Neste contexto, 2021 viu surgirem bancos digitais formados pela associação entre grupos de produtores rurais, lançamentos de fundos de investimento em direitos creditórios (FIDCs) específicos para financiar o agronegócio, além de inúmeras iniciativas de grandes conglomerados de fabricantes de insumos para se aproximar de fintechs e desenvolver produtos mais acessíveis ao trabalhador rural. Em 2022 este movimento promete ser ainda mais acentuado.
Já a parcela de crescimento originada pelo desenvolvimento das exchanges de criptomoedas revelará um amadurecimento cada vez maior de uma verdadeira inovação no mundo financeiro. Após alguns anos de especulações, discussões de conceito e extrapolações sobre o potencial das criptomoedas, 2022 deve ser o marco de uma presença mais forte deste instrumento no dia a dia das pessoas.
Durante o ano passado foram anunciados inúmeros projetos entrando em escala comercial com propostas como a compra, manutenção e venda de criptomoedas a partir de superapps famosos, além do uso do cashback em forma de investimento em criptomoedas e vários outros modelos. Todos eles têm em comum o desejo de popularizar o uso deste instrumento. Isto sem falar nas discussões em torno do Real Digital, que avançam no Banco Central ajudando a conferir maior credibilidade para o negócio. Desta forma, a expectativa é de que os investidores turbinem muitos novos projetos em 2022 ajudando a movimentar o ecossistema fintech brasileiro.

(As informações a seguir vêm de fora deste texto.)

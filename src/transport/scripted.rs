//! Scripted in-memory transport.
//!
//! Connections opened through a [`ScriptedOpener`] are driven by hand from
//! the paired [`ScriptedDriver`]: mark them open, push payloads, or fail
//! them, all without a network stack. Emissions on a closed connection are
//! dropped by the detached sink, which is the same guarantee the production
//! teardown path relies on.
//!
//! Driver methods panic when no connection has been opened yet; this is
//! test tooling and a loud failure is the useful behavior.

use std::sync::Arc;

use parking_lot::Mutex;

use crate::error::{FeedError, Result};
use crate::types::ConnectionState;

use super::conn::{EventSink, StateCell, StreamHandle, StreamOpener};

struct ScriptedConn {
    url: String,
    sink: Arc<EventSink>,
    state: Arc<StateCell>,
}

/// Opener half of a scripted transport; hand this to the feed.
#[derive(Clone)]
pub struct ScriptedOpener {
    conns: Arc<Mutex<Vec<ScriptedConn>>>,
}

/// Driver half: synthesizes transport events for connections opened through
/// the paired opener. Targets the most recent connection unless an index is
/// given.
pub struct ScriptedDriver {
    conns: Arc<Mutex<Vec<ScriptedConn>>>,
}

/// Create a paired opener and driver.
pub fn scripted() -> (ScriptedOpener, ScriptedDriver) {
    let conns = Arc::new(Mutex::new(Vec::new()));
    (
        ScriptedOpener {
            conns: Arc::clone(&conns),
        },
        ScriptedDriver { conns },
    )
}

impl StreamOpener for ScriptedOpener {
    fn open(&self, url: &str, sink: Arc<EventSink>) -> Result<Box<dyn StreamHandle>> {
        let state = Arc::new(StateCell::new(ConnectionState::Connecting));
        self.conns.lock().push(ScriptedConn {
            url: url.to_owned(),
            sink: Arc::clone(&sink),
            state: Arc::clone(&state),
        });
        Ok(Box::new(ScriptedHandle { sink, state }))
    }
}

struct ScriptedHandle {
    sink: Arc<EventSink>,
    state: Arc<StateCell>,
}

impl StreamHandle for ScriptedHandle {
    fn state(&self) -> ConnectionState {
        self.state.get()
    }

    fn close(&mut self) {
        self.sink.detach();
        self.state.set(ConnectionState::Closed);
    }
}

impl ScriptedDriver {
    /// Number of connections opened so far.
    pub fn opened(&self) -> usize {
        self.conns.lock().len()
    }

    /// URL of the most recent connection.
    pub fn last_url(&self) -> String {
        let conns = self.conns.lock();
        conns
            .last()
            .expect("no scripted connection has been opened")
            .url
            .clone()
    }

    /// Transition the most recent connection to `Open`.
    pub fn mark_open(&self) {
        let conns = self.conns.lock();
        conns
            .last()
            .expect("no scripted connection has been opened")
            .state
            .set(ConnectionState::Open);
    }

    /// Deliver one message payload on the most recent connection.
    pub fn emit(&self, data: &str) {
        // The registry lock is released before delivery so a notified
        // subscriber may re-enter the driver or open a new connection.
        let sink = {
            let conns = self.conns.lock();
            Arc::clone(&conns.last().expect("no scripted connection has been opened").sink)
        };
        sink.message(data);
    }

    /// Deliver one message payload on connection `index` (in open order).
    pub fn emit_to(&self, index: usize, data: &str) {
        let sink = {
            let conns = self.conns.lock();
            Arc::clone(
                &conns
                    .get(index)
                    .expect("scripted connection index out of range")
                    .sink,
            )
        };
        sink.message(data);
    }

    /// Fail the most recent connection: terminal state, single error
    /// delivery, resource released.
    pub fn fail(&self, reason: &str) {
        let (sink, state) = {
            let conns = self.conns.lock();
            let conn = conns.last().expect("no scripted connection has been opened");
            (Arc::clone(&conn.sink), Arc::clone(&conn.state))
        };
        state.set(ConnectionState::Errored);
        sink.terminal_error(FeedError::Connection(reason.to_owned()));
    }
}

#[cfg(test)]
mod tests {
    use super::*;
    use std::sync::atomic::{AtomicUsize, Ordering};

    fn counting_sink() -> (Arc<EventSink>, Arc<AtomicUsize>) {
        let count = Arc::new(AtomicUsize::new(0));
        let sink = {
            let count = Arc::clone(&count);
            Arc::new(EventSink::new(
                move |_| {
                    count.fetch_add(1, Ordering::SeqCst);
                },
                |_| {},
            ))
        };
        (sink, count)
    }

    #[test]
    fn test_driver_drives_state() {
        let (opener, driver) = scripted();
        let (sink, _) = counting_sink();
        let handle = opener.open("/events", sink).unwrap();

        assert_eq!(handle.state(), ConnectionState::Connecting);
        driver.mark_open();
        assert_eq!(handle.state(), ConnectionState::Open);
        driver.fail("dropped");
        assert_eq!(handle.state(), ConnectionState::Errored);
    }

    #[test]
    fn test_emissions_after_close_are_dropped() {
        let (opener, driver) = scripted();
        let (sink, count) = counting_sink();
        let mut handle = opener.open("/events", sink).unwrap();

        driver.emit("1");
        assert_eq!(count.load(Ordering::SeqCst), 1);

        handle.close();
        handle.close();
        assert_eq!(handle.state(), ConnectionState::Closed);

        driver.emit("2");
        assert_eq!(count.load(Ordering::SeqCst), 1);
    }
}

Como fruto da transformação digital, o movimento fintech não pode ser observado pelos parâmetros antigos, que simplificavam a análise ao levarem em consideração fatores como o número de empresas existentes, por exemplo.
As startups financeiras têm em seu DNA as premissas da busca pela máxima eficiência com os menores custos. Para isso elas são amparadas por tecnologias emergentes que permitem fechar os número desta equação. Desta forma, assim como as transações imobiliárias, o agronegócio e as exchanges, elas continuarão em busca de ‘deficiências’ nos modelos tradicionais para continuarem se expandindo em nossa economia.
Como é consenso de que problemas no relacionamento com o consumidor é o que não falta em diversos setores da nossa economia, é praticamente garantido que as fintechs ainda terão um longo período de expansão.